As Clara lined her lips a final time before going into the office, she noticed a faint diagonal scratch across her car mirror. It was small, miniscule to the average eye, but still Clara frowned at the unsatisfying line that crossed her reflection. She made a mental note to get it fixed after paying for her procedure as she walked into the office.
Clara’s job at Parthe & Associates Law was a vastly uninteresting one in which she spent forty hours a week proofreading the legal briefs that were to be sent to companies receiving a lawsuit. She was underpaid and overqualified, but at the very least, her job never stressed her out, and being at the keyboard all day gave her an excuse to shop online every so often.
Beyond the frilly facade of the front desk, the office was equally uninteresting, with rows of cubicles emitting a click-clack-tap noise and printers spewing out pages of Excel spreadsheets. The break room was full of men dropping in for their morning coffee, while most of the women were confined to their desks with the zero-calorie nine-dollar nutrition drinks that they’d picked up on the way to work.

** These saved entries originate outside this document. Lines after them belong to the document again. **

//! Map Block - the directory at offset 0 of every SOR file.
//!
//! The Map lists every other block in file order together with its revision
//! number and byte size. Blocks are stored back to back, starting right after
//! the Map itself, so a block's position is the Map's `block_size` plus the
//! sizes of every entry listed before it.

use crate::{
    Error, Result,
    blocks::common::{BlockBuilder, BlockParse, BlockWrite, ByteCursor, checked_count},
};
use alloc::string::String;
use alloc::vec::Vec;
use core::ops::Range;

/// Size of the Map's fixed part: `"Map\0"`, revision, block size, block count.
pub const MAP_FIXED_SIZE: i32 = 4 + 2 + 4 + 2;

/// One directory entry of the Map.
#[derive(Debug, Clone, PartialEq, Eq)]
#[cfg_attr(feature = "serde", derive(serde::Serialize, serde::Deserialize))]
pub struct BlockInfo {
    /// Block identifier, e.g. `"FxdParams"`.
    pub identifier: String,
    /// Revision of the block layout (e.g. 200 for SR-4731 issue 2).
    pub revision_number: u16,
    /// Size of the block in bytes, including its header.
    pub size: i32,
}

impl BlockInfo {
    /// Number of bytes this entry occupies inside the Map.
    pub fn encoded_len(&self) -> usize {
        self.identifier.len() + 1 + 2 + 4
    }

    fn parse(cursor: &mut ByteCursor<'_>) -> Result<Self> {
        let identifier = cursor.read_nul_str()?;
        let revision_number = cursor.read_u16()?;
        let size = cursor.read_i32()?;
        Ok(Self {
            identifier,
            revision_number,
            size,
        })
    }

    fn write(&self, builder: &mut BlockBuilder) -> Result<()> {
        builder.write_nul_str("block identifier", &self.identifier)?;
        builder.write_u16(self.revision_number);
        builder.write_i32(self.size);
        Ok(())
    }
}

/// The SOR directory block.
#[derive(Debug, Clone, PartialEq, Eq)]
#[cfg_attr(feature = "serde", derive(serde::Serialize, serde::Deserialize))]
pub struct MapBlock {
    /// Revision of the Map layout.
    pub revision_number: u16,
    /// Size of the Map in bytes; equally, the offset of the first listed block.
    pub block_size: i32,
    /// Number of blocks in the file, counting the Map itself.
    pub block_count: i16,
    /// Entries for every block after the Map, in file order.
    pub block_info: Vec<BlockInfo>,
}

impl BlockParse for MapBlock {
    const ID: &'static str = "Map";

    fn parse_body(cursor: &mut ByteCursor<'_>) -> Result<Self> {
        let revision_number = cursor.read_u16()?;
        let block_size = cursor.read_i32()?;
        let block_count = cursor.read_i16()?;

        let entries = checked_count(i64::from(block_count) - 1, "Map block count")?;
        // The smallest entry is a one-byte identifier: 1 + 1 + 2 + 4 bytes.
        let mut block_info = Vec::with_capacity(cursor.capacity_for(entries, 8));
        for _ in 0..entries {
            block_info.push(BlockInfo::parse(cursor)?);
        }

        Ok(Self {
            revision_number,
            block_size,
            block_count,
            block_info,
        })
    }
}

impl BlockWrite for MapBlock {
    const ID: &'static str = "Map";

    fn write_body(&self, builder: &mut BlockBuilder) -> Result<()> {
        builder.write_u16(self.revision_number);
        builder.write_i32(self.block_size);
        builder.write_i16(self.block_count);
        for info in &self.block_info {
            info.write(builder)?;
        }
        Ok(())
    }
}

impl MapBlock {
    /// Start a new, empty directory carrying `revision_number`.
    pub fn new(revision_number: u16) -> Self {
        Self {
            revision_number,
            block_size: MAP_FIXED_SIZE,
            block_count: 1,
            block_info: Vec::new(),
        }
    }

    /// Look up the entry for `identifier`. The first match wins.
    pub fn find(&self, identifier: &str) -> Option<&BlockInfo> {
        self.block_info.iter().find(|b| b.identifier == identifier)
    }

    /// Append an entry for a block of `size` bytes, taking its revision from
    /// the same identifier in `original`.
    ///
    /// # Errors
    /// [`Error::MissingMapEntry`] if `original` has no such identifier, and
    /// [`Error::FieldOverflow`] if the size or counts exceed their wire width.
    pub fn push_entry(&mut self, original: &MapBlock, identifier: &str, size: usize) -> Result<()> {
        let revision_number = original
            .find(identifier)
            .map(|b| b.revision_number)
            .ok_or_else(|| Error::MissingMapEntry(String::from(identifier)))?;

        let info = BlockInfo {
            identifier: String::from(identifier),
            revision_number,
            size: i32::try_from(size).map_err(|_| Error::FieldOverflow {
                field: "block size",
                value: size,
            })?,
        };
        let entry_len = info.encoded_len();
        self.block_size = i32::try_from(entry_len)
            .ok()
            .and_then(|len| self.block_size.checked_add(len))
            .ok_or(Error::FieldOverflow {
                field: "Map block size",
                value: entry_len,
            })?;
        self.block_count = self.block_count.checked_add(1).ok_or(Error::FieldOverflow {
            field: "Map block count",
            value: self.block_info.len() + 2,
        })?;
        self.block_info.push(info);
        Ok(())
    }

    /// Compute the byte range of every listed block, in directory order.
    ///
    /// Ranges come from a single running sum that starts at `block_size`.
    /// A range is an `Err` when the running offset overflows, when a size is
    /// negative, or when the block would end past `buffer_len`. Once the
    /// offset itself can no longer be tracked, every later entry fails too.
    pub fn block_ranges(&self, buffer_len: usize) -> Vec<(&BlockInfo, Result<Range<usize>>)> {
        let mut ranges = Vec::with_capacity(self.block_info.len());
        let mut offset = usize::try_from(self.block_size).ok();

        for info in &self.block_info {
            let range = match offset {
                Some(start) => locate(info, start, buffer_len),
                None => Err(Error::OffsetOverflow {
                    identifier: info.identifier.clone(),
                }),
            };
            offset = offset.and_then(|start| {
                usize::try_from(info.size)
                    .ok()
                    .and_then(|size| start.checked_add(size))
            });
            ranges.push((info, range));
        }

        ranges
    }

    /// Compute the byte range of the block named `identifier`.
    pub fn block_range(&self, identifier: &str, buffer_len: usize) -> Result<Range<usize>> {
        self.block_ranges(buffer_len)
            .into_iter()
            .find(|(info, _)| info.identifier == identifier)
            .map(|(_, range)| range)
            .unwrap_or_else(|| Err(Error::BlockNotFound(String::from(identifier))))
    }

    /// Slice the bytes of the block named `identifier` out of a whole file.
    pub fn extract<'a>(&self, data: &'a [u8], identifier: &str) -> Result<&'a [u8]> {
        let range = self.block_range(identifier, data.len())?;
        Ok(&data[range])
    }
}

fn locate(info: &BlockInfo, start: usize, buffer_len: usize) -> Result<Range<usize>> {
    let size = usize::try_from(info.size).map_err(|_| Error::InvalidCount {
        field: "block size",
        value: i64::from(info.size),
    })?;
    let end = start.checked_add(size).ok_or_else(|| Error::OffsetOverflow {
        identifier: info.identifier.clone(),
    })?;
    if start > buffer_len || end > buffer_len {
        return Err(Error::BlockOutOfRange {
            identifier: info.identifier.clone(),
            offset: start,
            size,
            buffer_len,
        });
    }
    Ok(start..end)
}

#[cfg(test)]
mod tests {
    use super::*;
    use alloc::vec;

    fn entry(id: &str, size: i32) -> BlockInfo {
        BlockInfo {
            identifier: String::from(id),
            revision_number: 200,
            size,
        }
    }

    fn map(entries: Vec<BlockInfo>) -> MapBlock {
        let mut map = MapBlock::new(200);
        map.block_count = entries.len() as i16 + 1;
        map.block_size += entries.iter().map(|e| e.encoded_len() as i32).sum::<i32>();
        map.block_info = entries;
        map
    }

    #[test]
    fn map_roundtrip() -> Result<()> {
        let map = map(vec![entry("GenParams", 58), entry("DataPts", 1024)]);
        let bytes = map.to_bytes()?;
        assert_eq!(bytes.len(), map.block_size as usize);
        assert_eq!(MapBlock::from_bytes(&bytes)?, map);
        Ok(())
    }

    #[test]
    fn zero_block_count_is_rejected() {
        let mut bytes = Vec::new();
        bytes.extend_from_slice(b"Map\0");
        bytes.extend_from_slice(&200u16.to_le_bytes());
        bytes.extend_from_slice(&12i32.to_le_bytes());
        bytes.extend_from_slice(&0i16.to_le_bytes());
        assert!(matches!(
            MapBlock::from_bytes(&bytes),
            Err(Error::InvalidCount { value: -1, .. })
        ));
    }

    #[test]
    fn ranges_follow_running_sum() -> Result<()> {
        let map = map(vec![entry("A", 10), entry("B", 20), entry("C", 5)]);
        let base = map.block_size as usize;
        let len = base + 35;
        assert_eq!(map.block_range("A", len)?, base..base + 10);
        assert_eq!(map.block_range("B", len)?, base + 10..base + 30);
        assert_eq!(map.block_range("C", len)?, base + 30..base + 35);
        Ok(())
    }

    #[test]
    fn out_of_range_block_fails() {
        let map = map(vec![entry("A", 10), entry("B", 20)]);
        let len = map.block_size as usize + 15;
        let ranges = map.block_ranges(len);
        assert!(ranges[0].1.is_ok());
        assert!(matches!(ranges[1].1, Err(Error::BlockOutOfRange { .. })));
    }

    #[test]
    fn negative_size_poisons_later_offsets() {
        let map = map(vec![entry("A", -1), entry("B", 4)]);
        let ranges = map.block_ranges(usize::MAX);
        assert!(matches!(ranges[0].1, Err(Error::InvalidCount { .. })));
        assert!(matches!(ranges[1].1, Err(Error::OffsetOverflow { .. })));
    }

    #[test]
    fn missing_identifier() {
        let map = map(vec![entry("A", 1)]);
        assert!(matches!(
            map.block_range("Z", 100),
            Err(Error::BlockNotFound(_))
        ));
    }

    #[test]
    fn push_entry_reuses_revision() -> Result<()> {
        let mut original = map(vec![entry("SupParams", 10)]);
        original.block_info[0].revision_number = 210;

        let mut rebuilt = MapBlock::new(original.revision_number);
        rebuilt.push_entry(&original, "SupParams", 42)?;
        assert_eq!(rebuilt.block_count, 2);
        assert_eq!(rebuilt.block_size, MAP_FIXED_SIZE + 10 + 1 + 2 + 4);
        assert_eq!(rebuilt.block_info[0].revision_number, 210);
        assert_eq!(rebuilt.block_info[0].size, 42);

        assert!(matches!(
            rebuilt.push_entry(&original, "KeyEvents", 1),
            Err(Error::MissingMapEntry(_))
        ));
        Ok(())
    }
}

After taking her coffee, Clara went to the bathroom to re-apply her lip gloss. All of the stalls were full, her coworkers’ tiny red heels peeking out from the bottom. The girls in the office–effortlessly beautiful, no doubt a result of their procedures–could afford to take a bathroom break simply to pee; for Clara, bathroom breaks were a designated time to re-apply any makeup that had melted from the office radiator or been licked off of coffee-coated lips throughout the day.
When all of the women walked out of the bathroom together, Clara knew she was only half as beautiful as they were, but she still had the dignity to do her makeup in the bathroom. She couldn’t let others passing by her desk know that she knew she was ugly, because, ugly or beautiful, you are meant to appear oblivious to how you look, taking any compliment or criticism with keen surprise like you hadn’t pondered the exact same thing yourself.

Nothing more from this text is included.